Closed cantonios closed 1 year ago

cantonios commented 1 year ago

This is to support the use of a custom threadpool, like Eigen's or TensorFlow's. This will enable JAX/TF to use DUCC0 for FFTs with multithreading.

mreineck commented 1 year ago

This is just a spontaneous idea, but do you think it is possible/sensible to leave the ducc0 code basically untouched and just provide an alternative threading.cc that is based on the TF threadpool? This could make things easier in the future, when I might have to accomodate yet another thread pool from a different package. I'd volunteer to have a go myself at such a change, if I can find the necessary documentation.

cantonios commented 1 year ago

This is just a spontaneous idea, but do you think it is possible/sensible to leave the ducc0 code basically untouched and just provide an alternative threading.cc that is based on the TF threadpool?

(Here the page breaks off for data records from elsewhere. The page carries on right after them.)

use axum::{
    Json,
    extract::{Path, State, rejection::JsonRejection},
    http::StatusCode,
};
use serde::Serialize;
use tax_core::Taxpayer;
use tax_core::records::{TaxpayerRequest, WriteMode};

use crate::error::ApiError;
use crate::startup::AppState;

#[derive(Debug, Serialize)]
#[serde(rename_all = "camelCase")]
pub struct TaxpayerSaved {
    pub message: &'static str,
    pub payer_id: String,
    pub taxpayer: Taxpayer,
}

#[derive(Debug, Serialize)]
#[serde(rename_all = "camelCase")]
pub struct TaxpayerDeleted {
    pub message: &'static str,
    pub payer_id: String,
}

pub async fn list_taxpayers(State(state): State<AppState>) -> Result<Json<Vec<Taxpayer>>, ApiError> {
    Ok(Json(state.records.list_taxpayers().await?))
}

pub async fn get_taxpayer(
    State(state): State<AppState>,
    Path(payer_id): Path<String>,
) -> Result<Json<Taxpayer>, ApiError> {
    Ok(Json(state.records.get_taxpayer(&payer_id).await?))
}

pub async fn create_taxpayer(
    State(state): State<AppState>,
    payload: Result<Json<TaxpayerRequest>, JsonRejection>,
) -> Result<(StatusCode, Json<TaxpayerSaved>), ApiError> {
    let Json(request) = payload?;
    let taxpayer = state
        .records
        .save_taxpayer(WriteMode::Create, request)
        .await?;

    Ok((
        StatusCode::CREATED,
        Json(TaxpayerSaved {
            message: "Taxpayer created",
            payer_id: taxpayer.payer_id.clone(),
            taxpayer,
        }),
    ))
}

pub async fn update_taxpayer(
    State(state): State<AppState>,
    Path(payer_id): Path<String>,
    payload: Result<Json<TaxpayerRequest>, JsonRejection>,
) -> Result<Json<TaxpayerSaved>, ApiError> {
    let Json(request) = payload?;
    let taxpayer = state
        .records
        .save_taxpayer(WriteMode::Update(payer_id), request)
        .await?;

    Ok(Json(TaxpayerSaved {
        message: "Taxpayer updated",
        payer_id: taxpayer.payer_id.clone(),
        taxpayer,
    }))
}

pub async fn delete_taxpayer(
    State(state): State<AppState>,
    Path(payer_id): Path<String>,
) -> Result<Json<TaxpayerDeleted>, ApiError> {
    state.records.delete_taxpayer(&payer_id).await?;
    Ok(Json(TaxpayerDeleted {
        message: "Taxpayer deleted",
        payer_id,
    }))
}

Thanks @mreineck, yeah I thought about trying that first. The problem is that we need to somehow pass in existing threadpools. We don't necessarily use a global threadpool, so this allows us to share the threadpool between ops (reducing thread contention), and avoids overhead of creating a new threadpool with every execParallel call.

This could make things easier in the future, when I might have to accomodate yet another thread pool from a different package. I'd volunteer to have a go myself at such a change, if I can find the necessary documentation.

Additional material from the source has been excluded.